Regarding the community of interest, the court noted it was undisputed that Heggie’s and A&B had a business relationship over thirteen-years; 99 percent of A&B sales were Heggie’s pizzas; almost all A&B’s owner’s work related to selling Heggie’s pizzas; Heggie’s provided A&B signs so its customers could advertise that they sold Heggie’s pizzas; and A&B made substantial financial investments by buying a new truck, freezer, and rental space in a storage facility for Heggie’s pizzas and pizza ovens for its customers. The court found a community of interest because (1) A&B would suffer a severe financial impact if terminated on limited notice and (2) A&B spent significant time and effort developing goodwill for Heggie’s, for which it would not be compensated.
The fact that the relationship was a WFDL “dealership” did not end the litigation. Heggie’s denied terminating the agreement. The court ruled that a reasonable jury could differ as to which party terminated the relationship and whether or not the food safety claims, which are legitimate reasons to terminate a distributor, were reliable accusations by Heggie’s.

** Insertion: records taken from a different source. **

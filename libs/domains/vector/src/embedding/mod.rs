mod ollama;
mod openai;
mod provider;

pub use ollama::{OllamaConfig, OllamaEmbedder};
pub use openai::{OpenAIConfig, OpenAIEmbedder};
pub use provider::Embedder;

#[cfg(test)]
pub use provider::MockEmbedder;
//! Durable queue abstractions for the content pipeline.
//!
//! A [`Buffer`] is an at-least-once FIFO of text items with explicit
//! acknowledgement. Two backends are provided:
//!
//! - [`MemoryBuffer`]: in-process, for tests and single-process runs
//! - `nats::JetStreamBuffer` (feature `nats`): JetStream stream + durable pull consumer
//!
//! # Example
//!
//! ```ignore
//! use messaging::{Buffer, MemoryBuffer};
//!
//! let buffer = MemoryBuffer::new("mails");
//! buffer.enqueue("mail-42").await?;
//!
//! let message = buffer.dequeue().await?;
//! // ... handle message.payload() ...
//! buffer.mark_consumed(&message).await?;
//! ```

mod backoff;
mod buffer;
mod error;
mod memory;

#[cfg(feature = "nats")]
pub mod nats;

pub use backoff::PollBackoff;
pub use buffer::{AckHandle, Buffer, QueueMessage};
pub use error::{ErrorCategory, QueueError};
pub use memory::{MemoryBuffer, MemoryBufferConfig};
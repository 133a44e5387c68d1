//! JetStream implementation of [`Buffer`].

use crate::buffer::{AckHandle, Buffer, QueueMessage};
use crate::error::QueueError;
use crate::nats::config::JetStreamConfig;
use async_nats::jetstream::consumer::pull::Config as ConsumerConfig;
use async_nats::jetstream::consumer::{AckPolicy, PullConsumer};
use async_nats::jetstream::stream::Config as StreamConfig;
use async_nats::jetstream::{AckKind, Context, Message};
use async_trait::async_trait;
use futures::StreamExt;
use std::sync::atomic::{AtomicBool, Ordering};
use tokio::sync::OnceCell;
use tracing::{debug, info, warn};

/// Stream information.
#[derive(Debug, Clone)]
pub struct StreamInfo {
    pub stream_name: String,
    pub messages: u64,
    pub first_sequence: u64,
    pub last_sequence: u64,
}

/// Buffer backed by a JetStream stream and a durable pull consumer.
///
/// The stream and consumer are created on first use, so constructing the
/// buffer never talks to the server.
pub struct JetStreamBuffer {
    jetstream: Context,
    config: JetStreamConfig,
    subject: String,
    consumer: OnceCell<PullConsumer>,
}

impl JetStreamBuffer {
    /// Connect to the server named in `config`.
    pub async fn connect(config: JetStreamConfig) -> Result<Self, QueueError> {
        let client = async_nats::ConnectOptions::new()
            .name(format!("caelus-{}", config.name))
            .connect(&config.url)
            .await
            .map_err(QueueError::transport)?;

        info!(url = %config.url, buffer = %config.name, "Connected to NATS");
        Ok(Self::new(async_nats::jetstream::new(client), config))
    }

    pub fn new(jetstream: Context, config: JetStreamConfig) -> Self {
        let subject = config.subject();
        Self {
            jetstream,
            config,
            subject,
            consumer: OnceCell::new(),
        }
    }

    pub fn config(&self) -> &JetStreamConfig {
        &self.config
    }

    /// Ensure the stream exists, creating it if necessary.
    async fn ensure_stream(&self) -> Result<(), QueueError> {
        match self.jetstream.get_stream(&self.config.name).await {
            Ok(_) => {
                debug!(stream = %self.config.name, "Stream already exists");
                Ok(())
            }
            Err(_) => {
                info!(
                    stream = %self.config.name,
                    subject = %self.subject,
                    "Creating stream"
                );

                self.jetstream
                    .create_stream(StreamConfig {
                        name: self.config.name.clone(),
                        subjects: vec![self.subject.clone()],
                        max_age: self.config.max_age,
                        ..Default::default()
                    })
                    .await
                    .map_err(QueueError::transport)?;
                Ok(())
            }
        }
    }

    /// Get or create the durable consumer.
    async fn consumer(&self) -> Result<&PullConsumer, QueueError> {
        self.consumer
            .get_or_try_init(|| self.init_consumer())
            .await
    }

    async fn init_consumer(&self) -> Result<PullConsumer, QueueError> {
        self.ensure_stream().await?;

        let stream = self
            .jetstream
            .get_stream(&self.config.name)
            .await
            .map_err(QueueError::transport)?;

        let durable = &self.config.durable_name;
        match stream.get_consumer::<ConsumerConfig>(durable).await {
            Ok(consumer) => {
                debug!(consumer = %durable, "Consumer already exists");
                Ok(consumer)
            }
            Err(_) => {
                info!(
                    consumer = %durable,
                    stream = %self.config.name,
                    "Creating consumer"
                );
                stream
                    .create_consumer(ConsumerConfig {
                        durable_name: Some(durable.clone()),
                        name: Some(durable.clone()),
                        ack_policy: AckPolicy::Explicit,
                        ack_wait: self.config.ack_wait,
                        max_deliver: self.config.max_deliver,
                        filter_subject: self.subject.clone(),
                        ..Default::default()
                    })
                    .await
                    .map_err(QueueError::transport)
            }
        }
    }

    /// Get stream info.
    pub async fn stream_info(&self) -> Result<StreamInfo, QueueError> {
        let mut stream = self
            .jetstream
            .get_stream(&self.config.name)
            .await
            .map_err(QueueError::transport)?;
        let info = stream.info().await.map_err(QueueError::transport)?;

        Ok(StreamInfo {
            stream_name: self.config.name.clone(),
            messages: info.state.messages,
            first_sequence: info.state.first_sequence,
            last_sequence: info.state.last_sequence,
        })
    }
}

#[async_trait]
impl Buffer for JetStreamBuffer {
    fn name(&self) -> &str {
        &self.config.name
    }

    async fn enqueue(&self, item: &str) -> Result<u64, QueueError> {
        self.consumer().await?;

        let ack = self
            .jetstream
            .publish(self.subject.clone(), item.to_string().into())
            .await
            .map_err(QueueError::publish)?
            .await
            .map_err(QueueError::publish)?;

        debug!(
            stream = %self.config.name,
            sequence = ack.sequence,
            "Published item"
        );
        Ok(ack.sequence)
    }

    async fn dequeue(&self) -> Result<QueueMessage, QueueError> {
        let consumer = self.consumer().await?;

        let mut messages = consumer
            .fetch()
            .max_messages(1)
            .expires(self.config.fetch_timeout)
            .messages()
            .await
            .map_err(QueueError::transport)?;

        let message = match messages.next().await {
            Some(Ok(message)) => message,
            Some(Err(e)) => return Err(QueueError::transport(e)),
            None => return Err(QueueError::NotAvailable),
        };

        let (sequence, delivery_count) = match message.info() {
            Ok(info) => (info.stream_sequence, info.delivered as u32),
            Err(e) => {
                warn!(error = %e, "Failed to get message info, using defaults");
                (0, 1)
            }
        };

        let payload = match String::from_utf8(message.payload.to_vec()) {
            Ok(payload) => payload,
            Err(e) => {
                warn!(sequence, error = %e, "Terminating non-UTF-8 message");
                if let Err(term_err) = message.ack_with(AckKind::Term).await {
                    warn!(error = %term_err, "Failed to terminate bad message");
                }
                return Err(QueueError::Malformed(format!("sequence {sequence}: {e}")));
            }
        };

        Ok(QueueMessage::new(
            payload,
            sequence,
            delivery_count,
            Box::new(JetStreamAck {
                message,
                acked: AtomicBool::new(false),
            }),
        ))
    }
}

struct JetStreamAck {
    message: Message,
    acked: AtomicBool,
}

#[async_trait]
impl AckHandle for JetStreamAck {
    async fn ack(&self) -> Result<(), QueueError> {
        if self.acked.swap(true, Ordering::AcqRel) {
            return Ok(());
        }
        self.message.ack().await.map_err(|e| {
            self.acked.store(false, Ordering::Release);
            QueueError::Ack(e.to_string())
        })
    }
}
use async_trait::async_trait;

use crate::error::VectorResult;

/// Trait for embedding generation engines
///
/// Implementations call an external embedding API. An empty vector is a valid
/// answer and means "nothing to index".
#[cfg_attr(test, mockall::automock)]
#[async_trait]
pub trait Embedder: Send + Sync {
    /// Generate embedding for a single text
    async fn embed(&self, text: &str) -> VectorResult<Vec<f32>>;

    /// Make the engine ready to serve (e.g. download the model).
    async fn prepare(&self) -> VectorResult<()> {
        Ok(())
    }
}
//! Chat completion clients.

mod openai;

pub use openai::{OpenAIChatClient, OpenAIChatConfig};

use async_trait::async_trait;

use crate::error::PipelineResult;

/// Text of a completion plus the usage the API reported for it.
#[derive(Debug, Clone, PartialEq, Eq)]
pub struct Completion {
    pub text: String,
    /// Prompt + completion tokens
    pub total_tokens: u64,
}

#[cfg_attr(test, mockall::automock)]
#[async_trait]
pub trait CompletionClient: Send + Sync {
    /// Complete `prompt` under the `system` instruction.
    async fn complete(&self, system: &str, prompt: &str) -> PipelineResult<Completion>;
}
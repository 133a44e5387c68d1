use async_trait::async_trait;
use domain_vector::{Metadata, Record};

use super::Source;
use crate::error::PipelineResult;

/// Source over a fixed set of records.
#[derive(Debug, Clone)]
pub struct MemorySource {
    collection: String,
    records: Vec<Record>,
}

impl MemorySource {
    pub fn new(collection: impl Into<String>, records: Vec<Record>) -> Self {
        Self {
            collection: collection.into(),
            records,
        }
    }
}

#[async_trait]
impl Source for MemorySource {
    fn collection(&self) -> &str {
        &self.collection
    }

    async fn list_metadata(&self) -> PipelineResult<Vec<Metadata>> {
        Ok(self.records.iter().map(|r| r.metadata.clone()).collect())
    }

    async fn fetch_records(&self, metadata: &[Metadata]) -> PipelineResult<Vec<Record>> {
        Ok(metadata
            .iter()
            .filter_map(|m| self.records.iter().find(|r| &r.metadata == m).cloned())
            .collect())
    }
}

Many states have relationship laws to protect distributors from impulsive or otherwise unfair termination. Some statutes require manufacturers to compensate terminated distributors for the fair market value of their business. Even if a business operates under an oral agreement to distribute products from a manufacturer, as in this case, the facts and course of dealing can suffice to let the business invoke protection under applicable state statutes. This case demonstrates that dealers who are wrongly terminated by a manufacturer can use the state’s franchise or dealership’s laws as a tool to bring viable claims they would not otherwise have.